En ambos procesos se ha utilizado el derecho para intentar dar apariencia legal a actos que van en contra del sistema constitucional. Empecemos por la ley Bonilla, era evidente desde cualquier ángulo la violación a tres principios constitucionales establecidos en el artículo 116: tener certeza en elecciones libres y claras; el derecho a votar y ser votados, y la no relección. La población de este estado votó para elegir al Ejecutivo por un periodo oficial de dos años, por lo que la pretendida ampliación de éste era, en todos los sentidos, un fraude constitucional y un ejercicio de perversión del poder donde la legalidad y legitimidad de las instituciones se desvía del interés común.
Ahora veamos el decreto. Recordemos que el verdadero piso firme de toda democracia son los derechos humanos; por eso, bien se puede decir que la democracia en México pareciera avanzar a paso de tortuga. La ya de por sí controversial Guardia Nacional se ve ahora rebasada por el nuevo decreto presidencial que de manera más explícita deposita en las fuerzas armadas la responsabilidad de las labores de seguridad pública. Más que las condiciones del retiro de los militares, el decreto parece justificar y habilitar su permanencia.

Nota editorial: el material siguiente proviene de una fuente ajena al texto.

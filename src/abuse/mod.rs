//! Bot detection and API rate limiting.

pub mod bot;
pub mod guard;
pub mod rate_limit;

pub use bot::{BotCategory, BotDetector, BotVerdict, UserAgentDetector};
pub use guard::AbuseGuard;
pub use rate_limit::{parse_interval, ApiRateLimiter};
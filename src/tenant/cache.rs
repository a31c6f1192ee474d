//! Bounded-TTL cache for tenant lookups.
//!
//! Negative results are cached too, so a hostname or slug that resolves to
//! nothing is not re-queried until its entry expires. Eviction is lazy: an
//! expired entry is removed when it is next read. Entries are cheap and
//! bounded by the number of distinct tenants and domains.

use std::time::{Duration, Instant};

use dashmap::DashMap;

use crate::observability::metrics;
use crate::tenant::types::TenantRecord;

struct CacheEntry {
    value: Option<TenantRecord>,
    expires_at: Instant,
}

/// Shared tenant lookup cache.
///
/// Keys are `"slug:<lowercase>"` or `"domain:<lowercase-host>"`. Safe for
/// concurrent use from in-flight requests.
pub struct TenantCache {
    entries: DashMap<String, CacheEntry>,
    ttl: Duration,
}

impl TenantCache {
    pub fn new(ttl: Duration) -> Self {
        Self {
            entries: DashMap::new(),
            ttl,
        }
    }

    pub fn slug_key(slug: &str) -> String {
        format!("slug:{}", slug.to_lowercase())
    }

    pub fn domain_key(host: &str) -> String {
        format!("domain:{}", host.to_lowercase())
    }

    /// Look up a cached result.
    ///
    /// Outer `None` means "not cached, ask the store"; `Some(None)` is a
    /// cached negative result. An entry past its expiry is treated as absent
    /// and removed.
    pub fn get(&self, key: &str) -> Option<Option<TenantRecord>> {
        let now = Instant::now();
        if let Some(entry) = self.entries.get(key) {
            if entry.expires_at > now {
                metrics::record_tenant_cache("hit");
                return Some(entry.value.clone());
            }
        }
        self.entries.remove_if(key, |_, entry| entry.expires_at <= now);
        metrics::record_tenant_cache("miss");
        None
    }

    /// Cache a lookup result (positive or negative).
    pub fn insert(&self, key: String, value: Option<TenantRecord>) {
        self.entries.insert(
            key,
            CacheEntry {
                value,
                expires_at: Instant::now() + self.ttl,
            },
        );
    }

    #[cfg(test)]
    pub(crate) fn len(&self) -> usize {
        self.entries.len()
    }
}

#[cfg(test)]
mod tests {
    use super::*;

    fn record(slug: &str) -> TenantRecord {
        TenantRecord::synthetic_default(slug, "en")
    }

    #[test]
    fn caches_positive_and_negative_results() {
        let cache = TenantCache::new(Duration::from_secs(60));
        cache.insert(TenantCache::slug_key("acme"), Some(record("acme")));
        cache.insert(TenantCache::domain_key("gone.io"), None);

        let hit = cache.get(&TenantCache::slug_key("acme")).unwrap();
        assert_eq!(hit.unwrap().slug, "acme");

        // Negative entry is present, distinct from "not cached".
        let negative = cache.get(&TenantCache::domain_key("gone.io"));
        assert_eq!(negative, Some(None));
        assert_eq!(cache.get(&TenantCache::slug_key("globex")), None);
    }

    #[test]
    fn expired_entries_are_removed_on_read() {
        let cache = TenantCache::new(Duration::ZERO);
        cache.insert(TenantCache::slug_key("acme"), Some(record("acme")));
        assert_eq!(cache.get(&TenantCache::slug_key("acme")), None);
        assert_eq!(cache.len(), 0);
    }
}
//! CORS policy for API paths.
//!
//! # Design Decisions
//! - Explicit allowlist; the request Origin is reflected only on membership
//! - Non-allowlisted origins fall back to the first allowlist entry, or the
//!   literal "null" — preserved behavior, flagged as a product policy
//!   decision rather than tightened here
//! - Preflights are answered at the edge and never forwarded

use axum::body::Body;
use axum::http::header::{
    ACCESS_CONTROL_ALLOW_CREDENTIALS, ACCESS_CONTROL_ALLOW_HEADERS, ACCESS_CONTROL_ALLOW_METHODS,
    ACCESS_CONTROL_ALLOW_ORIGIN, ORIGIN, VARY,
};
use axum::http::{HeaderMap, HeaderValue, Method, Request, Response, StatusCode};

const ALLOWED_METHODS: &str = "GET, POST, PUT, PATCH, DELETE, OPTIONS";
const ALLOWED_HEADERS: &str = "Content-Type, Authorization, X-CSRF-Token, X-Requested-With";

/// True when any path segment is `api`.
pub fn is_api_path(path: &str) -> bool {
    path.split('/').any(|segment| segment == "api")
}

/// Origin allowlist and header application.
#[derive(Clone)]
pub struct CorsPolicy {
    allowlist: Vec<String>,
}

impl CorsPolicy {
    pub fn new(allowlist: Vec<String>) -> Self {
        Self { allowlist }
    }

    /// True for an `OPTIONS` request to an API path.
    pub fn is_preflight<B>(req: &Request<B>) -> bool {
        req.method() == Method::OPTIONS && is_api_path(req.uri().path())
    }

    /// Answer a preflight with an empty 204 carrying CORS headers.
    pub fn preflight_response<B>(&self, req: &Request<B>) -> Response<Body> {
        let mut response = Response::new(Body::empty());
        *response.status_mut() = StatusCode::NO_CONTENT;
        self.apply(req.headers().get(ORIGIN), response.headers_mut());
        response
    }

    /// Apply CORS headers for an API response.
    pub fn apply(&self, request_origin: Option<&HeaderValue>, headers: &mut HeaderMap) {
        let origin = self.resolve_origin(request_origin);
        if let Ok(value) = HeaderValue::from_str(&origin) {
            headers.insert(ACCESS_CONTROL_ALLOW_ORIGIN, value);
        }
        headers.insert(
            ACCESS_CONTROL_ALLOW_CREDENTIALS,
            HeaderValue::from_static("true"),
        );
        headers.insert(
            ACCESS_CONTROL_ALLOW_METHODS,
            HeaderValue::from_static(ALLOWED_METHODS),
        );
        headers.insert(
            ACCESS_CONTROL_ALLOW_HEADERS,
            HeaderValue::from_static(ALLOWED_HEADERS),
        );
        headers.insert(VARY, HeaderValue::from_static("Origin"));
    }

    fn resolve_origin(&self, request_origin: Option<&HeaderValue>) -> String {
        if let Some(origin) = request_origin.and_then(|v| v.to_str().ok()) {
            if self.allowlist.iter().any(|allowed| allowed == origin) {
                return origin.to_string();
            }
        }
        self.allowlist
            .first()
            .cloned()
            .unwrap_or_else(|| "null".to_string())
    }
}
//! Route-protection state machine.
//!
//! Evaluated once per request, only when the path matches a protected route
//! or an auth page (locale-prefixed or not):
//! - unauthenticated on a protected route → redirect to locale-aware sign-in
//! - authenticated on an auth page → redirect to the post-sign-in URL
//! - anything else → continue
//!
//! An adapter failure is treated as "unauthenticated" so protected routes
//! fail closed into the sign-in redirect.

use std::sync::Arc;

use axum::body::Body;
use axum::http::{HeaderMap, Response};
use axum::response::{IntoResponse, Redirect};

use crate::auth::adapter::{AuthAdapter, GateDecision, RouteGuardConfig};
use crate::i18n::i18n_path;
use crate::observability::metrics;

/// Pipeline-facing auth gate.
pub struct AuthGate {
    adapter: Arc<dyn AuthAdapter>,
    routes: RouteGuardConfig,
    default_locale: String,
}

impl AuthGate {
    pub fn new(
        adapter: Arc<dyn AuthAdapter>,
        routes: RouteGuardConfig,
        default_locale: String,
    ) -> Self {
        Self {
            adapter,
            routes,
            default_locale,
        }
    }

    pub fn adapter(&self) -> &Arc<dyn AuthAdapter> {
        &self.adapter
    }

    /// Run the gate. A `response` in the decision is terminal; routes that
    /// match neither pattern skip the adapter entirely.
    pub async fn check(&self, headers: &HeaderMap, path: &str, locale: &str) -> GateDecision {
        let bare = strip_locale(path, locale);
        if !is_protected(bare, &self.routes) && !is_auth_page(bare, &self.routes) {
            return GateDecision {
                user: None,
                response: None,
            };
        }

        let decision = match self
            .adapter
            .gate(headers, path, locale, &self.default_locale, &self.routes)
            .await
        {
            Ok(decision) => decision,
            Err(error) => {
                tracing::warn!(
                    provider = self.adapter.name(),
                    error = %error,
                    "Auth adapter failed during gate evaluation, failing closed"
                );
                GateDecision {
                    user: None,
                    response: evaluate_routes(
                        false,
                        path,
                        locale,
                        &self.default_locale,
                        &self.routes,
                    ),
                }
            }
        };

        if decision.response.is_some() {
            metrics::record_auth_redirect();
        }
        decision
    }
}

/// The decision table shared by every adapter's gate entry point.
pub fn evaluate_routes(
    authenticated: bool,
    path: &str,
    locale: &str,
    default_locale: &str,
    routes: &RouteGuardConfig,
) -> Option<Response<Body>> {
    let bare = strip_locale(path, locale);

    if !authenticated && is_protected(bare, routes) {
        let target = i18n_path(&routes.sign_in_url, locale, default_locale);
        tracing::debug!(path = %path, redirect = %target, "Unauthenticated on protected route");
        return Some(Redirect::temporary(&target).into_response());
    }

    if authenticated && is_auth_page(bare, routes) {
        let target = i18n_path(&routes.after_sign_in_url, locale, default_locale);
        tracing::debug!(path = %path, redirect = %target, "Authenticated on auth page");
        return Some(Redirect::temporary(&target).into_response());
    }

    None
}

/// Drop a leading segment equal to the resolved locale.
fn strip_locale<'a>(path: &'a str, locale: &str) -> &'a str {
    let prefix_len = locale.len() + 1;
    if path.len() >= prefix_len && path[1..].starts_with(locale) && path.starts_with('/') {
        let rest = &path[prefix_len..];
        if rest.is_empty() {
            "/"
        } else if rest.starts_with('/') {
            rest
        } else {
            path
        }
    } else {
        path
    }
}

fn matches_prefix(path: &str, prefix: &str) -> bool {
    path == prefix || path.starts_with(&format!("{prefix}/"))
}

fn is_protected(path: &str, routes: &RouteGuardConfig) -> bool {
    if routes.public_routes.iter().any(|p| matches_prefix(path, p)) {
        return false;
    }
    routes
        .protected_routes
        .iter()
        .any(|p| matches_prefix(path, p))
}

fn is_auth_page(path: &str, routes: &RouteGuardConfig) -> bool {
    matches_prefix(path, &routes.sign_in_url) || matches_prefix(path, &routes.sign_up_url)
}

#[cfg(test)]
mod tests {
    use super::*;
    use axum::http::{header::LOCATION, StatusCode};

    fn routes() -> RouteGuardConfig {
        RouteGuardConfig {
            protected_routes: vec!["/dashboard".to_string(), "/onboarding".to_string()],
            public_routes: vec!["/dashboard/public".to_string()],
            sign_in_url: "/sign-in".to_string(),
            sign_up_url: "/sign-up".to_string(),
            after_sign_in_url: "/dashboard".to_string(),
            after_sign_up_url: "/dashboard".to_string(),
            after_sign_out_url: "/".to_string(),
        }
    }

    fn location(response: &Response<Body>) -> &str {
        response.headers().get(LOCATION).unwrap().to_str().unwrap()
    }

    #[test]
    fn unauthenticated_protected_redirects_to_localized_sign_in() {
        let response = evaluate_routes(false, "/fr/dashboard", "fr", "en", &routes()).unwrap();
        assert_eq!(response.status(), StatusCode::TEMPORARY_REDIRECT);
        assert_eq!(location(&response), "/fr/sign-in");
    }

    #[test]
    fn default_locale_sign_in_is_unprefixed() {
        let response = evaluate_routes(false, "/dashboard", "en", "en", &routes()).unwrap();
        assert_eq!(location(&response), "/sign-in");
    }

    #[test]
    fn authenticated_auth_page_redirects_to_after_sign_in() {
        let response = evaluate_routes(true, "/sign-in", "en", "en", &routes()).unwrap();
        assert_eq!(location(&response), "/dashboard");

        let response = evaluate_routes(true, "/fr/sign-up", "fr", "en", &routes()).unwrap();
        assert_eq!(location(&response), "/fr/dashboard");
    }

    #[test]
    fn authenticated_protected_continues() {
        assert!(evaluate_routes(true, "/dashboard/settings", "en", "en", &routes()).is_none());
    }

    #[test]
    fn unauthenticated_public_continues() {
        assert!(evaluate_routes(false, "/pricing", "en", "en", &routes()).is_none());
        // Public prefix carves out of a protected prefix.
        assert!(evaluate_routes(false, "/dashboard/public", "en", "en", &routes()).is_none());
    }

    #[test]
    fn prefix_matching_requires_segment_boundary() {
        assert!(evaluate_routes(false, "/dashboarding", "en", "en", &routes()).is_none());
    }

    #[test]
    fn strip_locale_handles_edge_shapes() {
        assert_eq!(strip_locale("/fr/dashboard", "fr"), "/dashboard");
        assert_eq!(strip_locale("/fr", "fr"), "/");
        assert_eq!(strip_locale("/fresh", "fr"), "/fresh");
        assert_eq!(strip_locale("/dashboard", "fr"), "/dashboard");
    }
}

Si algo caracterizó a los gobiernos de Felipe Calderón y Enrique Peña Nieto, fue el papel preponderante de las fuerzas armadas como un estamento casi superior al civil. Además de Ayotzinapa, en los años recientes han ocurrido diversos hechos que cuestionan su empleo en tareas de seguridad, como la masacre de Tlatlaya, los hechos en Apatzingán, la desaparición y ejecución de personas en el poblado de La Calera, Zacatecas, entre otros; episodios todos en los que vemos asociadas a las fuerzas militares con la violación de los derechos humanos.
El decreto deja claro que el gobierno de la 4T apuesta, igual que como lo hicieron los dos anteriores, al uso del Ejército y la Marina para pacificar el país, aun cuando tanto la SCJN, como la Corte Interamericana de Derechos Humanos, han reiterado que, si bien los gobiernos tienen la legitimidad soberana de convocar a las fuerzas armadas a tareas de seguridad y combate a la criminalidad, ello debe ser con carácter excepcional, subsidiario, bajo estricto control civil y con mecanismos robustos de transparencia y rendición de cuentas.

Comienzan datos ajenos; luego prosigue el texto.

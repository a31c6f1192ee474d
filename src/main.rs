//! Multi-Tenant Edge Gateway (v1)
//!
//! Runs the request-edge pipeline in front of a minimal downstream
//! application:
//!
//! ```text
//!   Client ──▶ trace ──▶ timeout ──▶ edge pipeline ──▶ downstream router
//!                                       │
//!                                       ├─ tenant resolution (+TTL cache)
//!                                       ├─ CORS preflight short-circuit
//!                                       ├─ path rewrite + annotation
//!                                       ├─ bot / rate-limit guard
//!                                       ├─ CSRF + auth gate
//!                                       └─ cookie + security-header stamping
//! ```

use std::path::PathBuf;
use std::sync::Arc;

use axum::extract::Extension;
use axum::routing::get;
use axum::{Json, Router};
use clap::Parser;
use serde_json::json;
use tokio::net::TcpListener;
use tracing_subscriber::{layer::SubscriberExt, util::SubscriberInitExt};

use edge_gateway::config::{load_config, GatewayConfig};
use edge_gateway::http::GatewayServer;
use edge_gateway::observability::metrics;
use edge_gateway::pipeline::RequestContext;
use edge_gateway::tenant::types::{TenantRecord, TenantStatus};
use edge_gateway::tenant::{InMemoryTenantStore, TenantResolution};

#[derive(Parser, Debug)]
#[command(name = "edge-gateway", about = "Multi-tenant request-edge gateway")]
struct Args {
    /// Path to the TOML configuration file.
    #[arg(short, long)]
    config: Option<PathBuf>,

    /// Override the configured bind address.
    #[arg(short, long)]
    bind: Option<String>,
}

#[tokio::main]
async fn main() -> Result<(), Box<dyn std::error::Error>> {
    tracing_subscriber::registry()
        .with(
            tracing_subscriber::EnvFilter::try_from_default_env()
                .unwrap_or_else(|_| "edge_gateway=debug,tower_http=debug".into()),
        )
        .with(tracing_subscriber::fmt::layer())
        .init();

    let args = Args::parse();

    let mut config = match &args.config {
        Some(path) => load_config(path)?,
        None => GatewayConfig::default(),
    };
    if let Some(bind) = args.bind {
        config.listener.bind_address = bind;
    }

    tracing::info!(
        bind_address = %config.listener.bind_address,
        environment = ?config.environment,
        auth_provider = ?config.auth.provider,
        default_tenant = %config.tenants.default_slug,
        "Configuration loaded"
    );

    if config.observability.metrics_enabled {
        match config.observability.metrics_address.parse() {
            Ok(addr) => metrics::init_metrics(addr),
            Err(_) => tracing::error!(
                metrics_address = %config.observability.metrics_address,
                "Failed to parse metrics address"
            ),
        }
    }

    // Seed the in-memory tenant store from config. Real deployments implement
    // `TenantStore` against their database instead.
    let store = Arc::new(InMemoryTenantStore::new());
    for seed in &config.tenants.seed {
        store.insert(TenantRecord {
            id: None,
            slug: seed.slug.to_lowercase(),
            default_locale: seed.default_locale.clone(),
            status: TenantStatus::Active,
        });
        if let Some(domain) = &seed.domain {
            store.map_domain(domain, &seed.slug);
        }
        tracing::info!(slug = %seed.slug, domain = ?seed.domain, "Seeded tenant");
    }

    let listener = TcpListener::bind(&config.listener.bind_address).await?;
    let server = GatewayServer::new(config, store, downstream_router())?;
    server.run(listener).await?;

    tracing::info!("Shutdown complete");
    Ok(())
}

/// Minimal downstream application: health probe plus a tenant-echo fallback.
fn downstream_router() -> Router {
    Router::new()
        .route("/healthz", get(|| async { "ok" }))
        .fallback(echo_handler)
}

/// Echo the pipeline's resolution, standing in for a rendering layer.
async fn echo_handler(
    Extension(resolution): Extension<TenantResolution>,
    Extension(context): Extension<RequestContext>,
) -> Json<serde_json::Value> {
    Json(json!({
        "tenant": resolution.tenant.slug,
        "locale": resolution.locale,
        "source": resolution.source.as_str(),
        "path": resolution.normalized_path,
        "authenticated": context.metadata.is_authenticated,
    }))
}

El decreto presidencial emitido normaliza la participación militar en tareas de seguridad, si bien el único principio que se cumple es el de temporalidad. El riesgo que ello entraña es mayúsculo, tanto en el posible impacto en la vigencia de los derechos humanos, como en la efectividad de la propia medida como política pública exitosa, recordemos que llevamos 13 años de militarización de la seguridad, sin que los índices de violencia bajen.

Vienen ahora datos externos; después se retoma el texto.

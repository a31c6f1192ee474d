//! The ordered request-edge pipeline.
//!
//! # Stage order
//! 1. Resolve tenant (always; its result decorates every later response)
//! 2. CORS preflight short-circuit
//! 3. Tenant-derived path rewrite
//! 4. Request annotation (headers + extensions) for downstream handlers
//! 5. Bot + rate-limit guard
//! 6. CSRF check and auth gate
//! 7. Locale routing: forward the rewritten request downstream
//!
//! Every response leaving 2–7 passes through tenant-cookie annotation, then
//! security-header annotation, in that fixed order.

use std::net::{IpAddr, SocketAddr};
use std::sync::Arc;
use std::time::{Duration, Instant};

use axum::body::Body;
use axum::extract::{ConnectInfo, State};
use axum::http::header::ORIGIN;
use axum::http::uri::PathAndQuery;
use axum::http::{HeaderMap, HeaderValue, Method, Request, Response, StatusCode, Uri};
use axum::middleware::Next;
use axum::response::IntoResponse;
use axum::Json;
use serde_json::json;

use crate::abuse::AbuseGuard;
use crate::auth::adapter::{AuthAdapter, RouteGuardConfig};
use crate::auth::csrf;
use crate::auth::gate::AuthGate;
use crate::config::schema::GatewayConfig;
use crate::observability::metrics;
use crate::pipeline::context::RequestContext;
use crate::security::cors::{is_api_path, CorsPolicy};
use crate::security::headers::SecurityHeaders;
use crate::tenant::cache::TenantCache;
use crate::tenant::resolver::{
    annotate_response, TenantResolver, TENANT_LOCALE_HEADER, TENANT_SLUG_HEADER,
    TENANT_SOURCE_HEADER,
};
use crate::tenant::store::TenantStore;
use crate::tenant::types::TenantResolution;

/// Result of one pipeline stage.
pub enum StageOutcome {
    Continue,
    Terminal(Response<Body>),
}

impl From<Option<Response<Body>>> for StageOutcome {
    fn from(value: Option<Response<Body>>) -> Self {
        match value {
            Some(response) => StageOutcome::Terminal(response),
            None => StageOutcome::Continue,
        }
    }
}

/// The composed request-edge pipeline.
pub struct EdgePipeline {
    resolver: TenantResolver,
    cors: CorsPolicy,
    security: SecurityHeaders,
    abuse: AbuseGuard,
    gate: AuthGate,
    secure_cookies: bool,
}

impl EdgePipeline {
    pub fn new(
        config: &GatewayConfig,
        store: Arc<dyn TenantStore>,
        adapter: Arc<dyn AuthAdapter>,
    ) -> Self {
        let cache = TenantCache::new(Duration::from_secs(config.tenants.cache_ttl_secs));
        let resolver = TenantResolver::new(
            store,
            cache,
            config.tenants.clone(),
            config.locales.clone(),
        );
        let gate = AuthGate::new(
            adapter,
            RouteGuardConfig::from(&config.auth),
            config.locales.default_locale.clone(),
        );

        Self {
            resolver,
            cors: CorsPolicy::new(config.cors.allowlist()),
            security: SecurityHeaders::from_config(config),
            abuse: AbuseGuard::from_config(&config.abuse, config.environment),
            gate,
            secure_cookies: config.environment.is_production(),
        }
    }

    /// Run one request through the pipeline.
    pub async fn handle(
        &self,
        req: Request<Body>,
        client_ip: IpAddr,
        next: Next,
    ) -> Response<Body> {
        let started = Instant::now();
        let method = req.method().clone();
        let original_path = req.uri().path().to_string();
        let api_path = is_api_path(&original_path);
        let origin = req.headers().get(ORIGIN).cloned();
        let request_headers = req.headers().clone();

        // 1. Tenant resolution. A store failure (other than a missing
        //    relation, recovered inside the resolver) fails the request.
        let resolution = match self.resolver.resolve(&req).await {
            Ok(resolution) => resolution,
            Err(error) => {
                tracing::error!(error = %error, "Tenant resolution failed");
                let mut response = (
                    StatusCode::INTERNAL_SERVER_ERROR,
                    Json(json!({"error": "Internal server error"})),
                )
                    .into_response();
                self.security.apply(response.headers_mut());
                metrics::record_request(method.as_str(), response.status().as_u16(), started);
                return response;
            }
        };

        // 2. Preflight short-circuit; never reaches the guard or the gate.
        if let StageOutcome::Terminal(response) = self.preflight_stage(&req) {
            return self.finish(
                response,
                &request_headers,
                &resolution,
                origin.as_ref(),
                api_path,
                &method,
                started,
            );
        }

        // 3. Tenant-derived rewrite.
        let mut req = req;
        if resolution.rewrite_applied {
            rewrite_request_path(&mut req, &resolution.normalized_path);
        }

        // 4. Annotate the request for downstream handlers.
        annotate_request(&mut req, &resolution);
        let mut context = RequestContext::new();
        context.metadata.locale = Some(resolution.locale.clone());
        context.metadata.pathname = Some(resolution.normalized_path.clone());
        req.extensions_mut().insert(resolution.clone());

        // 5. Bot + rate-limit guard.
        if let StageOutcome::Terminal(response) = self.abuse_stage(&req, client_ip) {
            return self.finish(
                response,
                &request_headers,
                &resolution,
                origin.as_ref(),
                api_path,
                &method,
                started,
            );
        }

        // 6. CSRF and the auth gate.
        if let StageOutcome::Terminal(response) =
            self.auth_stage(&req, &resolution, &mut context).await
        {
            return self.finish(
                response,
                &request_headers,
                &resolution,
                origin.as_ref(),
                api_path,
                &method,
                started,
            );
        }

        // 7. Locale routing: the rewritten request is the terminal stage.
        req.extensions_mut().insert(context);
        let response = next.run(req).await;
        self.finish(
            response,
            &request_headers,
            &resolution,
            origin.as_ref(),
            api_path,
            &method,
            started,
        )
    }

    /// Stage 2: answer `OPTIONS` on API paths at the edge.
    pub fn preflight_stage(&self, req: &Request<Body>) -> StageOutcome {
        if CorsPolicy::is_preflight(req) {
            StageOutcome::Terminal(self.cors.preflight_response(req))
        } else {
            StageOutcome::Continue
        }
    }

    /// Stage 5: bot rule and token bucket.
    pub fn abuse_stage(&self, req: &Request<Body>, client_ip: IpAddr) -> StageOutcome {
        self.abuse.check(req, client_ip).into()
    }

    /// Stage 6: double-submit CSRF on state-changing auth API calls, then the
    /// route gate.
    pub fn auth_stage<'a>(
        &'a self,
        req: &Request<Body>,
        resolution: &'a TenantResolution,
        context: &'a mut RequestContext,
    ) -> impl std::future::Future<Output = StageOutcome> + Send + 'a {
        // Extract owned request state up front; the returned future must not
        // borrow the non-`Sync` request body, or it would be `!Send`.
        let method = req.method().clone();
        let path = req.uri().path().to_string();
        let headers = req.headers().clone();
        async move {
            if csrf::applies(&method, &path) {
                if let Err(rejection) = csrf::verify(&headers) {
                    tracing::warn!(path = %path, "CSRF token missing or mismatched");
                    return StageOutcome::Terminal(rejection.into_response());
                }
            }

            let decision = self
                .gate
                .check(&headers, &resolution.normalized_path, &resolution.locale)
                .await;

            if decision.user.is_some() {
                context.metadata.is_authenticated = Some(true);
            }
            context.user = decision.user;

            decision.response.into()
        }
    }

    /// Response annotation shared by every exit path: tenant cookies first,
    /// then CORS (API paths), then security headers.
    fn finish(
        &self,
        mut response: Response<Body>,
        request_headers: &HeaderMap,
        resolution: &TenantResolution,
        origin: Option<&HeaderValue>,
        api_path: bool,
        method: &Method,
        started: Instant,
    ) -> Response<Body> {
        annotate_response(request_headers, resolution, &mut response, self.secure_cookies);
        if api_path {
            self.cors.apply(origin, response.headers_mut());
        }
        self.security.apply(response.headers_mut());
        metrics::record_request(method.as_str(), response.status().as_u16(), started);
        response
    }
}

/// Axum middleware entry point.
pub async fn edge_middleware(
    State(pipeline): State<Arc<EdgePipeline>>,
    req: Request<Body>,
    next: Next,
) -> Response<Body> {
    let client_ip = client_ip(&req);
    pipeline.handle(req, client_ip, next).await
}

/// Client IP: proxy headers first, then the connection address.
fn client_ip(req: &Request<Body>) -> IpAddr {
    if let Some(forwarded) = req
        .headers()
        .get("x-forwarded-for")
        .and_then(|v| v.to_str().ok())
    {
        if let Some(first) = forwarded.split(',').next() {
            if let Ok(ip) = first.trim().parse() {
                return ip;
            }
        }
    }
    if let Some(real_ip) = req
        .headers()
        .get("x-real-ip")
        .and_then(|v| v.to_str().ok())
    {
        if let Ok(ip) = real_ip.trim().parse() {
            return ip;
        }
    }
    req.extensions()
        .get::<ConnectInfo<SocketAddr>>()
        .map(|ConnectInfo(addr)| addr.ip())
        .unwrap_or(IpAddr::V4(std::net::Ipv4Addr::LOCALHOST))
}

/// Mirror the resolution onto request headers for downstream handlers.
fn annotate_request(req: &mut Request<Body>, resolution: &TenantResolution) {
    let headers = req.headers_mut();
    if let Ok(value) = HeaderValue::from_str(&resolution.tenant.slug) {
        headers.insert(TENANT_SLUG_HEADER, value);
    }
    if let Ok(value) = HeaderValue::from_str(&resolution.locale) {
        headers.insert(TENANT_LOCALE_HEADER, value);
    }
    headers.insert(
        TENANT_SOURCE_HEADER,
        HeaderValue::from_static(resolution.source.as_str()),
    );
}

/// Swap the request path, preserving the query string.
fn rewrite_request_path(req: &mut Request<Body>, new_path: &str) {
    let path_and_query = match req.uri().query() {
        Some(query) => format!("{new_path}?{query}"),
        None => new_path.to_string(),
    };
    let mut parts = req.uri().clone().into_parts();
    match PathAndQuery::try_from(path_and_query.as_str()) {
        Ok(pq) => {
            parts.path_and_query = Some(pq);
            if let Ok(uri) = Uri::from_parts(parts) {
                *req.uri_mut() = uri;
            }
        }
        Err(error) => {
            tracing::warn!(path = %new_path, error = %error, "Skipping malformed rewrite path");
        }
    }
}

Ciertamente, también llevamos 13 años en donde no se ha apostado por el fortalecimiento de las instituciones civiles de seguridad, lo cual a todas luces ha convalidado el uso del personal militar en el combate a la criminalidad. Esta podría y debería ser una diferencia sustantiva de este gobierno a diferencia de los antecesores, que apostaron sólo a la militarización y no a las instituciones civiles. Sin duda, limpiar, profesionalizar y dotar de mejores condiciones a las policías podría ser un camino más propio de un modelo de seguridad ciudadana anclado en un régimen democrático.
La democracia como régimen político, se caracteriza por ser un sistema de pesos y contrapesos basado en la división de poderes. Si hoy la SCJN evaluara la constitucionalidad y convencionalidad del decreto presidencial, muy probablemente lo declararía como fraude a la Constitución.